I read somewhere that you do get some kind of endorphin release from standing barefoot on ground, grass, etc. I'd believe it. I garden barefoot a lot, though the mulch I have in there right now is very roughly shredded cedar, mostly, and very prickly.
First I read your essay, then I listened to your reading. Your voice made me smile. Thank you for that.
I tend to carry around my own labyrinth inside my head. I have an appointment with a specialist next month to talk about it and maybe move some of the stones.
I admire your Substack as it so consistently reinforces the value of a walk from so many perspectives. I was relieved you did not venture too deeply into the mysticism associated with labyrinths.
Oh, this might be one of my favorites -- maybe THE favorite -- of all your posts. It's nourishment and beauty and melancholy and tenderness. Thank you.
Oh my heart, this piece really moved me tonight. This part especially - “The time, the silence, the simplest, most denied freedom to be our most present in the world, for the world.” 💔💔 that IS what we need. It makes my heart ache.
I too have a labyrinth within walking distance (technically) and may just have to make my way there soon. The last time I walked one was a few years ago at a meditation class with my kids - it was joyful and silly, but I remember the gravitational pull too!

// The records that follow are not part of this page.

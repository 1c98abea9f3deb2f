//! Storage layer for sportsz.
//!
//! Every collection is stored whole under a string key. [`Store`] wraps an
//! injected [`Backend`] and adds the guarantees the rest of the crate relies
//! on:
//! - reads never fail: absent, corrupt, or unreadable values fall back to the
//!   caller's default (and are logged)
//! - writes replace the entire value in one single-key write
//! - [`Store::update`] owns the read-modify-write cycle under a lock
//! - listeners are notified after every successful write

pub mod memory;
pub mod repository;
pub mod schema;
pub mod sqlite;

use std::fmt;
use std::sync::{Mutex, MutexGuard};

use serde::de::DeserializeOwned;
use serde::Serialize;
use tracing::{debug, trace, warn};

use crate::error::{Error, Result};

pub use memory::MemoryBackend;
pub use repository::{Identified, Record, Repository};
pub use sqlite::SqliteBackend;

/// Raw key-value storage for serialized collections.
///
/// Implementations must make a single `write` atomic for its key.
pub trait Backend: fmt::Debug + Send {
    /// Read the raw value stored under `key`, if any.
    ///
    /// # Errors
    ///
    /// Returns an error if the underlying store cannot be read.
    fn read(&self, key: &str) -> Result<Option<String>>;

    /// Replace the value stored under `key`.
    ///
    /// # Errors
    ///
    /// Returns an error if the underlying store cannot be written.
    fn write(&mut self, key: &str, value: &str) -> Result<()>;

    /// Delete `key`. Returns `true` if something was removed.
    ///
    /// # Errors
    ///
    /// Returns an error if the underlying store cannot be written.
    fn remove(&mut self, key: &str) -> Result<bool>;

    /// All keys currently present.
    ///
    /// # Errors
    ///
    /// Returns an error if the underlying store cannot be read.
    fn keys(&self) -> Result<Vec<String>>;

    /// Human-readable location, for status output.
    fn location(&self) -> String;
}

/// The named collections the application persists.
#[derive(Debug, Clone, Copy, PartialEq, Eq, Hash)]
pub enum CollectionKey {
    /// Registered athletes.
    Users,
    /// Timed activity records.
    History,
    /// Uploaded videos.
    Videos,
    /// Community talent posts.
    Community,
    /// The dream goal singleton.
    Dream,
    /// Motivational quotes.
    Quotes,
}

impl CollectionKey {
    /// Every collection, in display order.
    pub const ALL: [Self; 6] = [
        Self::Users,
        Self::History,
        Self::Videos,
        Self::Community,
        Self::Dream,
        Self::Quotes,
    ];

    /// The storage key for this collection.
    #[must_use]
    pub fn as_str(self) -> &'static str {
        match self {
            Self::Users => "sportsz_users",
            Self::History => "sportsz_history",
            Self::Videos => "sportsz_videos",
            Self::Community => "sportsz_community",
            Self::Dream => "sportsz_dream",
            Self::Quotes => "sportsz_quotes",
        }
    }
}

impl fmt::Display for CollectionKey {
    fn fmt(&self, f: &mut fmt::Formatter<'_>) -> fmt::Result {
        f.write_str(self.as_str())
    }
}

/// Receives a callback after a collection has been written.
///
/// This is the hook views use to refresh themselves.
pub trait ChangeListener: Send + Sync {
    /// Called with the storage key that changed.
    fn collection_changed(&self, key: &str);
}

impl<F> ChangeListener for F
where
    F: Fn(&str) + Send + Sync,
{
    fn collection_changed(&self, key: &str) {
        self(key);
    }
}

/// Collection store over an injected backend.
pub struct Store {
    backend: Mutex<Box<dyn Backend>>,
    listeners: Vec<Box<dyn ChangeListener>>,
}

impl fmt::Debug for Store {
    fn fmt(&self, f: &mut fmt::Formatter<'_>) -> fmt::Result {
        f.debug_struct("Store")
            .field("backend", &self.backend)
            .field("listeners", &self.listeners.len())
            .finish()
    }
}

impl Store {
    /// Wrap a backend.
    #[must_use]
    pub fn new(backend: impl Backend + 'static) -> Self {
        Self {
            backend: Mutex::new(Box::new(backend)),
            listeners: Vec::new(),
        }
    }

    /// A store over a fresh [`MemoryBackend`].
    #[must_use]
    pub fn in_memory() -> Self {
        Self::new(MemoryBackend::new())
    }

    /// Register a listener for collection writes.
    pub fn subscribe(&mut self, listener: impl ChangeListener + 'static) {
        self.listeners.push(Box::new(listener));
    }

    /// Read the collection under `key`, or `default` if it is absent or unreadable.
    ///
    /// Never fails. Faults are logged and the default is returned; the stored
    /// value is left untouched.
    pub fn get<T: DeserializeOwned>(&self, key: &str, default: T) -> T {
        match self.lock() {
            Ok(backend) => read_or_none(&**backend, key).unwrap_or(default),
            Err(e) => {
                warn!(key, error = %e, "store unavailable, using default");
                default
            }
        }
    }

    /// Replace the collection under `key` with `value`.
    ///
    /// # Errors
    ///
    /// Returns an error if serialization or the backend write fails.
    pub fn set<T: Serialize + ?Sized>(&self, key: &str, value: &T) -> Result<()> {
        let encoded = serde_json::to_string(value)?;
        {
            let mut backend = self.lock()?;
            backend.write(key, &encoded)?;
        }
        debug!(key, bytes = encoded.len(), "collection written");
        self.notify(key);
        Ok(())
    }

    /// Run a read-modify-write cycle on `key` while holding the store lock.
    ///
    /// The current value (or `default()` if absent or unreadable) is passed to
    /// `f`. If `f` returns an error nothing is written.
    ///
    /// # Errors
    ///
    /// Returns the error from `f`, or a serialization/backend error.
    pub fn update<T, R, F>(&self, key: &str, default: impl FnOnce() -> T, f: F) -> Result<R>
    where
        T: Serialize + DeserializeOwned,
        F: FnOnce(&mut T) -> Result<R>,
    {
        let result = {
            let mut backend = self.lock()?;
            let mut value = read_or_none(&**backend, key).unwrap_or_else(default);
            let result = f(&mut value)?;
            let encoded = serde_json::to_string(&value)?;
            backend.write(key, &encoded)?;
            debug!(key, bytes = encoded.len(), "collection updated");
            result
        };
        self.notify(key);
        Ok(result)
    }

    /// Delete the whole collection under `key`.
    ///
    /// # Errors
    ///
    /// Returns an error if the backend write fails.
    pub fn remove(&self, key: &str) -> Result<bool> {
        let removed = self.lock()?.remove(key)?;
        if removed {
            debug!(key, "collection removed");
            self.notify(key);
        }
        Ok(removed)
    }

    /// Check whether anything is stored under `key`.
    ///
    /// # Errors
    ///
    /// Returns an error if the backend cannot be read.
    pub fn contains(&self, key: &str) -> Result<bool> {
        Ok(self.lock()?.read(key)?.is_some())
    }

    /// Summary of what is stored.
    ///
    /// # Errors
    ///
    /// Returns an error if the backend cannot be read.
    pub fn stats(&self) -> Result<StorageStats> {
        let backend = self.lock()?;
        let keys = backend.keys()?;
        let mut total_bytes = 0;
        for key in &keys {
            total_bytes += backend.read(key)?.map_or(0, |v| v.len());
        }
        Ok(StorageStats {
            location: backend.location(),
            collections: keys.len(),
            total_bytes,
        })
    }

    fn lock(&self) -> Result<MutexGuard<'_, Box<dyn Backend>>> {
        self.backend
            .lock()
            .map_err(|_| Error::internal("storage lock poisoned"))
    }

    fn notify(&self, key: &str) {
        trace!(key, listeners = self.listeners.len(), "notifying listeners");
        for listener in &self.listeners {
            listener.collection_changed(key);
        }
    }
}

/// Read and decode `key`, logging and returning `None` on any fault.
fn read_or_none<T: DeserializeOwned>(backend: &dyn Backend, key: &str) -> Option<T> {
    let raw = match backend.read(key) {
        Ok(Some(raw)) => raw,
        Ok(None) => return None,
        Err(e) => {
            warn!(key, error = %e, "failed to read collection, using default");
            return None;
        }
    };

    match serde_json::from_str(&raw) {
        Ok(value) => Some(value),
        Err(e) => {
            warn!(key, error = %e, "malformed collection data, using default");
            None
        }
    }
}

/// Statistics about the store.
#[derive(Debug, Clone, PartialEq, Eq)]
pub struct StorageStats {
    /// Where the data lives.
    pub location: String,
    /// Number of keys present.
    pub collections: usize,
    /// Total size of all serialized values.
    pub total_bytes: usize,
}

#[cfg(test)]
mod tests {
    use super::*;
    use std::collections::HashMap;
    use std::sync::atomic::{AtomicUsize, Ordering};
    use std::sync::Arc;

    use crate::logging::init_test_logging;

    /// Backend whose reads always fail.
    #[derive(Debug)]
    struct BrokenBackend;

    impl Backend for BrokenBackend {
        fn read(&self, _key: &str) -> Result<Option<String>> {
            Err(Error::internal("disk on fire"))
        }
        fn write(&mut self, _key: &str, _value: &str) -> Result<()> {
            Err(Error::internal("disk on fire"))
        }
        fn remove(&mut self, _key: &str) -> Result<bool> {
            Err(Error::internal("disk on fire"))
        }
        fn keys(&self) -> Result<Vec<String>> {
            Err(Error::internal("disk on fire"))
        }
        fn location(&self) -> String {
            "broken".to_string()
        }
    }

    #[test]
    fn test_collection_keys() {
        assert_eq!(CollectionKey::Users.as_str(), "sportsz_users");
        assert_eq!(CollectionKey::History.as_str(), "sportsz_history");
        assert_eq!(CollectionKey::Videos.as_str(), "sportsz_videos");
        assert_eq!(CollectionKey::Community.as_str(), "sportsz_community");
        assert_eq!(CollectionKey::Dream.as_str(), "sportsz_dream");
        assert_eq!(CollectionKey::Quotes.to_string(), "sportsz_quotes");
    }

    #[test]
    fn test_get_never_written_returns_default() {
        let store = Store::in_memory();
        let value: Vec<String> = store.get("missing", vec!["fallback".to_string()]);
        assert_eq!(value, vec!["fallback".to_string()]);
    }

    #[test]
    fn test_round_trip_list() {
        let store = Store::in_memory();
        let value = vec![1.5_f64, 2.0, 3.25];
        store.set("numbers", &value).unwrap();

        let read: Vec<f64> = store.get("numbers", Vec::new());
        assert_eq!(read, value);
    }

    #[test]
    fn test_round_trip_object() {
        let store = Store::in_memory();
        let mut value = HashMap::new();
        value.insert("goal".to_string(), serde_json::json!("Win state finals"));
        value.insert("progress".to_string(), serde_json::json!(40));
        store.set("dream", &value).unwrap();

        let read: HashMap<String, serde_json::Value> = store.get("dream", HashMap::new());
        assert_eq!(read, value);
    }

    #[test]
    fn test_malformed_value_returns_default() {
        init_test_logging();
        let store = Store::new(MemoryBackend::with_entries([("sportsz_users", "{not json")]));
        let users: Vec<String> = store.get("sportsz_users", Vec::new());
        assert!(users.is_empty());
    }

    #[test]
    fn test_wrong_shape_returns_default() {
        let store = Store::new(MemoryBackend::with_entries([("sportsz_history", r#"{"a":1}"#)]));
        let history: Vec<f64> = store.get("sportsz_history", vec![7.0]);
        assert_eq!(history, vec![7.0]);
    }

    #[test]
    fn test_corrupt_value_is_not_repaired_by_get() {
        let store = Store::new(MemoryBackend::with_entries([("k", "garbage")]));
        let _: Vec<u8> = store.get("k", Vec::new());
        assert!(store.contains("k").unwrap());
    }

    #[test]
    fn test_backend_failure_returns_default() {
        init_test_logging();
        let store = Store::new(BrokenBackend);
        let value: Vec<u8> = store.get("anything", vec![1, 2, 3]);
        assert_eq!(value, vec![1, 2, 3]);
        assert!(store.set("anything", &value).is_err());
    }

    #[test]
    fn test_set_overwrites() {
        let store = Store::in_memory();
        store.set("k", &vec![1]).unwrap();
        store.set("k", &vec![2, 3]).unwrap();
        assert_eq!(store.get::<Vec<i32>>("k", Vec::new()), vec![2, 3]);
    }

    #[test]
    fn test_update_appends() {
        let store = Store::in_memory();
        for i in 0..3 {
            store
                .update("k", Vec::new, |items: &mut Vec<i32>| {
                    items.push(i);
                    Ok(())
                })
                .unwrap();
        }
        assert_eq!(store.get::<Vec<i32>>("k", Vec::new()), vec![0, 1, 2]);
    }

    #[test]
    fn test_update_error_writes_nothing() {
        let store = Store::in_memory();
        store.set("k", &vec![1]).unwrap();

        let result = store.update("k", Vec::new, |items: &mut Vec<i32>| -> Result<()> {
            items.push(2);
            Err(Error::validation("nope"))
        });

        assert!(result.unwrap_err().is_validation());
        assert_eq!(store.get::<Vec<i32>>("k", Vec::new()), vec![1]);
    }

    #[test]
    fn test_update_replaces_corrupt_value() {
        let store = Store::new(MemoryBackend::with_entries([("k", "][")]));
        store
            .update("k", Vec::new, |items: &mut Vec<i32>| {
                items.push(9);
                Ok(())
            })
            .unwrap();
        assert_eq!(store.get::<Vec<i32>>("k", Vec::new()), vec![9]);
    }

    #[test]
    fn test_listeners_notified_on_write() {
        let mut store = Store::in_memory();
        let count = Arc::new(AtomicUsize::new(0));
        let seen = Arc::clone(&count);
        store.subscribe(move |key: &str| {
            assert_eq!(key, "k");
            seen.fetch_add(1, Ordering::SeqCst);
        });

        store.set("k", &1).unwrap();
        store
            .update("k", || 0, |v: &mut i32| {
                *v += 1;
                Ok(())
            })
            .unwrap();
        let _ = store.update("k", || 0, |_: &mut i32| -> Result<()> {
            Err(Error::validation("no"))
        });
        store.remove("k").unwrap();
        store.remove("k").unwrap();

        assert_eq!(count.load(Ordering::SeqCst), 3);
    }

    #[test]
    fn test_contains_and_remove() {
        let store = Store::in_memory();
        assert!(!store.contains("k").unwrap());
        store.set("k", "v").unwrap();
        assert!(store.contains("k").unwrap());
        assert!(store.remove("k").unwrap());
        assert!(!store.contains("k").unwrap());
    }

    #[test]
    fn test_stats() {
        let store = Store::in_memory();
        store.set("a", &vec![1, 2]).unwrap();
        store.set("b", "x").unwrap();

        let stats = store.stats().unwrap();
        assert_eq!(stats.location, ":memory:");
        assert_eq!(stats.collections, 2);
        assert_eq!(stats.total_bytes, "[1,2]".len() + "\"x\"".len());
    }

    #[test]
    fn test_sqlite_backed_store_round_trip() {
        let store = Store::new(SqliteBackend::open_in_memory().unwrap());
        store.set("k", &vec!["a", "b"]).unwrap();
        assert_eq!(
            store.get::<Vec<String>>("k", Vec::new()),
            vec!["a".to_string(), "b".to_string()]
        );
    }

    #[test]
    fn test_store_debug() {
        let store = Store::in_memory();
        let debug_str = format!("{store:?}");
        assert!(debug_str.contains("Store"));
        assert!(debug_str.contains("listeners"));
    }
}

It's a cozy little spot on a "landing" on a slope above the creek, surrounded by western hemlocks and douglas fir. Very beautiful. If I can figure out when I was last there, I'll share more photos.
Surprisingly, there is a labyrinth in our nearby National Wildlife Refuge! It's very well-made; a beautiful installation. And your essay reminds me it's been a while since I've visited it.

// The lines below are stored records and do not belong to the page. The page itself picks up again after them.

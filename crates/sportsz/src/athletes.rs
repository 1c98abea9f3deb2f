//! Athlete registration and the athlete directory.

use chrono::{DateTime, Utc};
use serde::{Deserialize, Serialize};
use tracing::info;

use crate::error::{Error, Result};
use crate::id::new_id;
use crate::storage::{CollectionKey, Identified, Record, Repository, Store};

/// Shown when name, age or sport is missing.
pub const MISSING_FIELDS: &str = "Please enter name, age and sport.";

/// Shown when consent was not given.
pub const MISSING_CONSENT: &str = "Please provide consent to proceed.";

/// A registered athlete.
#[derive(Debug, Clone, PartialEq, Eq, Serialize, Deserialize)]
pub struct AthleteProfile {
    /// `u_`-prefixed id.
    pub id: String,
    /// Display name.
    pub name: String,
    /// Age in years.
    pub age: u32,
    /// Free-form gender.
    #[serde(default)]
    pub gender: String,
    /// Free-form location.
    #[serde(default)]
    pub location: String,
    /// Primary sport.
    pub sport: String,
    /// Always `true`; registration is refused without consent.
    pub consent_given: bool,
    /// When the athlete registered.
    pub created_at: DateTime<Utc>,
}

impl Record for AthleteProfile {
    const COLLECTION: CollectionKey = CollectionKey::Users;
}

impl Identified for AthleteProfile {
    fn id(&self) -> &str {
        &self.id
    }
}

/// Registration form input.
#[derive(Debug, Clone, Default, PartialEq, Eq)]
pub struct NewAthlete {
    /// Display name.
    pub name: String,
    /// Age in years; 0 means not provided.
    pub age: u32,
    /// Free-form gender.
    pub gender: String,
    /// Free-form location.
    pub location: String,
    /// Primary sport.
    pub sport: String,
    /// Whether the consent box was ticked.
    pub consent: bool,
}

impl NewAthlete {
    /// Validate the form and build a profile.
    ///
    /// # Errors
    ///
    /// Returns a validation error if name, age or sport is missing, or if
    /// consent was not given.
    pub fn into_profile(self) -> Result<AthleteProfile> {
        let name = self.name.trim();
        let sport = self.sport.trim();

        if name.is_empty() || self.age == 0 || sport.is_empty() {
            return Err(Error::validation(MISSING_FIELDS));
        }
        if !self.consent {
            return Err(Error::validation(MISSING_CONSENT));
        }

        Ok(AthleteProfile {
            id: new_id("u_"),
            name: name.to_string(),
            age: self.age,
            gender: self.gender.trim().to_string(),
            location: self.location.trim().to_string(),
            sport: sport.to_string(),
            consent_given: true,
            created_at: Utc::now(),
        })
    }
}

/// Filters for the athlete table.
#[derive(Debug, Clone, Default, PartialEq, Eq)]
pub struct AthleteFilter {
    /// Case-insensitive substring of the name.
    pub name: Option<String>,
    /// Exact sport.
    pub sport: Option<String>,
}

impl AthleteFilter {
    /// Whether `athlete` passes the filter. Blank criteria match everything.
    #[must_use]
    pub fn matches(&self, athlete: &AthleteProfile) -> bool {
        if let Some(name) = self.name.as_deref().map(str::trim) {
            if !name.is_empty()
                && !athlete
                    .name
                    .to_lowercase()
                    .contains(&name.to_lowercase())
            {
                return false;
            }
        }
        if let Some(sport) = self.sport.as_deref() {
            if !sport.is_empty() && athlete.sport != sport {
                return false;
            }
        }
        true
    }
}

/// The registered athletes collection.
#[derive(Debug)]
pub struct Athletes<'a> {
    repo: Repository<'a, AthleteProfile>,
}

impl<'a> Athletes<'a> {
    /// Open the athletes collection in `store`.
    #[must_use]
    pub fn new(store: &'a Store) -> Self {
        Self {
            repo: Repository::new(store),
        }
    }

    /// Register an athlete.
    ///
    /// Nothing is written unless the form validates.
    ///
    /// # Errors
    ///
    /// Returns a validation error for bad input, or a storage error.
    pub fn register(&self, form: NewAthlete) -> Result<AthleteProfile> {
        let profile = self.repo.append(form.into_profile()?)?;
        info!(id = %profile.id, sport = %profile.sport, "athlete registered");
        Ok(profile)
    }

    /// Every athlete, in registration order.
    #[must_use]
    pub fn list(&self) -> Vec<AthleteProfile> {
        self.repo.list()
    }

    /// Number of registered athletes.
    #[must_use]
    pub fn len(&self) -> usize {
        self.repo.len()
    }

    /// Whether nobody has registered.
    #[must_use]
    pub fn is_empty(&self) -> bool {
        self.repo.is_empty()
    }

    /// Athletes passing `filter`.
    #[must_use]
    pub fn filter(&self, filter: &AthleteFilter) -> Vec<AthleteProfile> {
        self.list()
            .into_iter()
            .filter(|a| filter.matches(a))
            .collect()
    }

    /// Distinct sports, in the order they first appear.
    #[must_use]
    pub fn sports(&self) -> Vec<String> {
        let mut sports: Vec<String> = Vec::new();
        for athlete in self.list() {
            if !athlete.sport.is_empty() && !sports.contains(&athlete.sport) {
                sports.push(athlete.sport);
            }
        }
        sports
    }

    /// Delete every athlete.
    ///
    /// # Errors
    ///
    /// Returns an error if the write fails.
    pub fn clear(&self) -> Result<bool> {
        self.repo.clear()
    }
}

#[cfg(test)]
mod tests {
    use super::*;

    fn form(name: &str, age: u32, sport: &str, consent: bool) -> NewAthlete {
        NewAthlete {
            name: name.to_string(),
            age,
            gender: "F".to_string(),
            location: " Pune ".to_string(),
            sport: sport.to_string(),
            consent,
        }
    }

    #[test]
    fn test_register_valid_appends_one() {
        let store = Store::in_memory();
        let athletes = Athletes::new(&store);

        let profile = athletes
            .register(form("  Asha ", 14, "archery", true))
            .unwrap();

        assert_eq!(athletes.len(), 1);
        assert!(profile.id.starts_with("u_"));
        assert_eq!(profile.name, "Asha");
        assert_eq!(profile.location, "Pune");
        assert!(profile.consent_given);
        assert_eq!(athletes.list()[0], profile);
    }

    #[test]
    fn test_register_invalid_inputs_write_nothing() {
        let store = Store::in_memory();
        let athletes = Athletes::new(&store);
        athletes.register(form("Asha", 14, "archery", true)).unwrap();

        let cases = [
            (form("", 14, "archery", true), MISSING_FIELDS),
            (form("   ", 14, "archery", true), MISSING_FIELDS),
            (form("Ravi", 0, "archery", true), MISSING_FIELDS),
            (form("Ravi", 12, "", true), MISSING_FIELDS),
            (form("Ravi", 12, "boxing", false), MISSING_CONSENT),
        ];
        for (input, message) in cases {
            let err = athletes.register(input).unwrap_err();
            assert!(err.is_validation());
            assert_eq!(err.to_string(), message);
        }

        assert_eq!(athletes.len(), 1);
    }

    #[test]
    fn test_missing_fields_reported_before_consent() {
        let err = form("", 0, "", false).into_profile().unwrap_err();
        assert_eq!(err.to_string(), MISSING_FIELDS);
    }

    #[test]
    fn test_filter_by_name_and_sport() {
        let store = Store::in_memory();
        let athletes = Athletes::new(&store);
        athletes.register(form("Asha Rao", 14, "archery", true)).unwrap();
        athletes.register(form("Ravi", 15, "boxing", true)).unwrap();
        athletes.register(form("Rashid", 16, "archery", true)).unwrap();

        let by_name = athletes.filter(&AthleteFilter {
            name: Some("RA".to_string()),
            sport: None,
        });
        assert_eq!(by_name.len(), 3);

        let by_both = athletes.filter(&AthleteFilter {
            name: Some("ra".to_string()),
            sport: Some("archery".to_string()),
        });
        let names: Vec<&str> = by_both.iter().map(|a| a.name.as_str()).collect();
        assert_eq!(names, vec!["Asha Rao", "Rashid"]);

        let blank = athletes.filter(&AthleteFilter {
            name: Some(String::new()),
            sport: Some(String::new()),
        });
        assert_eq!(blank.len(), 3);
    }

    #[test]
    fn test_sports_distinct_in_first_seen_order() {
        let store = Store::in_memory();
        let athletes = Athletes::new(&store);
        athletes.register(form("A", 14, "boxing", true)).unwrap();
        athletes.register(form("B", 14, "archery", true)).unwrap();
        athletes.register(form("C", 14, "boxing", true)).unwrap();

        assert_eq!(athletes.sports(), vec!["boxing", "archery"]);
    }

    #[test]
    fn test_profile_serialization_round_trip() {
        let profile = form("Asha", 14, "archery", true).into_profile().unwrap();
        let json = serde_json::to_string(&profile).unwrap();
        let back: AthleteProfile = serde_json::from_str(&json).unwrap();
        assert_eq!(profile, back);
    }
}
//! Short record identifiers.
//!
//! Ids are a prefix plus seven random base-36 characters. Collisions are only
//! as unlikely as the birthday bound makes them, which is plenty for a
//! single-user local store. Not suitable for anything security related.

use rand::Rng;

const ALPHABET: &[u8] = b"0123456789abcdefghijklmnopqrstuvwxyz";

/// Length of the random suffix.
pub const SUFFIX_LEN: usize = 7;

/// Generate a new id with the given prefix using the thread RNG.
#[must_use]
pub fn new_id(prefix: &str) -> String {
    new_id_with(&mut rand::thread_rng(), prefix)
}

/// Generate a new id with the given prefix from a caller-supplied RNG.
#[must_use]
pub fn new_id_with<R: Rng + ?Sized>(rng: &mut R, prefix: &str) -> String {
    let mut id = String::with_capacity(prefix.len() + SUFFIX_LEN);
    id.push_str(prefix);
    for _ in 0..SUFFIX_LEN {
        let idx = rng.gen_range(0..ALPHABET.len());
        id.push(char::from(ALPHABET[idx]));
    }
    id
}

I loved your description of that voice that speaks to us from behind all the other voices. She is my most trusted advisor, and I've always wondered if other people have a similar "inner guide."

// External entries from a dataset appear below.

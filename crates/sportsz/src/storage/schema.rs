//! `SQLite` schema definitions for the collection store.

/// SQL statement to create the collections table.
///
/// Each row holds one whole collection, serialized as JSON.
pub const CREATE_COLLECTIONS_TABLE: &str = r"
CREATE TABLE IF NOT EXISTS collections (
    key TEXT PRIMARY KEY,
    value TEXT NOT NULL,
    updated_at TEXT NOT NULL
)
";

/// SQL statement to create the metadata table for storing key-value pairs.
pub const CREATE_METADATA_TABLE: &str = r"
CREATE TABLE IF NOT EXISTS metadata (
    key TEXT PRIMARY KEY,
    value TEXT NOT NULL
)
";

/// Replace a collection value in a single statement.
pub const UPSERT_COLLECTION: &str = r"
INSERT INTO collections (key, value, updated_at) VALUES (?1, ?2, ?3)
ON CONFLICT(key) DO UPDATE SET value = excluded.value, updated_at = excluded.updated_at
";

/// Layout version stamped into `metadata` when a database is created.
pub const LAYOUT_VERSION: u32 = 1;

/// Metadata key holding [`LAYOUT_VERSION`].
pub const LAYOUT_VERSION_KEY: &str = "schema_version";

/// Read one metadata value.
pub const SELECT_METADATA: &str = "SELECT value FROM metadata WHERE key = ?1";

/// Write one metadata value.
pub const UPSERT_METADATA: &str = r"
INSERT INTO metadata (key, value) VALUES (?1, ?2)
ON CONFLICT(key) DO UPDATE SET value = excluded.value
";

/// All schema creation statements in order.
pub const SCHEMA_STATEMENTS: &[&str] = &[CREATE_COLLECTIONS_TABLE, CREATE_METADATA_TABLE];

#[cfg(test)]
mod tests {
    use super::*;

    #[test]
    fn test_schema_statements_not_empty() {
        assert!(!SCHEMA_STATEMENTS.is_empty());
        for stmt in SCHEMA_STATEMENTS {
            assert!(!stmt.is_empty());
        }
    }

    #[test]
    fn test_create_collections_table_contains_required_columns() {
        assert!(CREATE_COLLECTIONS_TABLE.contains("key TEXT PRIMARY KEY"));
        assert!(CREATE_COLLECTIONS_TABLE.contains("value TEXT NOT NULL"));
        assert!(CREATE_COLLECTIONS_TABLE.contains("updated_at TEXT NOT NULL"));
    }

    #[test]
    fn test_upserts_target_key_conflict() {
        assert!(UPSERT_COLLECTION.contains("ON CONFLICT(key)"));
        assert!(UPSERT_METADATA.contains("ON CONFLICT(key)"));
    }
}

Oh, yay! Now I want everyone to post photos of their neighborhood labyrinths. (This one is, sadly, several hours' drive from where I live, but I've had a lurking idea of nudging the Parks Department to build one in town. As I'm on the Parks Board, I should start said nudging ...)
And yes. So much. I think she's always there; we just have to find the quiet space enough to hear her. Thank you for sharing that. 🧡
Holy cow! A worldwide labyrinth locator! I should keep that site on my phone. Thank you! And that looks like an absolutely beautiful one. I can just imagine how rich it smells under the trees.
Listened to this tonight while walking slowly around my favorite urban green patch, the nearby Victorian cemetery. Full moon beaming through quick blankets of clouds, bare gingkos and tulip poplars and sycamores scraping. The sycamores are my favorite winter tree right now. So tortured, bone-white limbs caught mid-spasm, flailing every direction, frozen skeletons of flames.
Someone suggested we make our next Scientific Animists meetup a labyrinth. Your post confirmed it for me. Here's the invite; still finalizing the time but I published it so I could share with you. You get linked prominently. https://partiful.com/e/vm0GE5wieMhUs6c2tswz
I hope you asked those two dudes what they were doing. Doesn't seem rude at all! Seems friendly. If asked the right way.
That walk sounds so, so beautiful. And sycamores! I haven't seen those in a long time.
Wow, I wish I could go to that meetup. The questions you're asking about "how" seem so core: "Looping past each other over and over, trying to maintain our interiority, seems hard. Or maybe we all just need to practice and figure it out?" It's almost like that could lead to the existential questions of human coexistence. How do we share this space?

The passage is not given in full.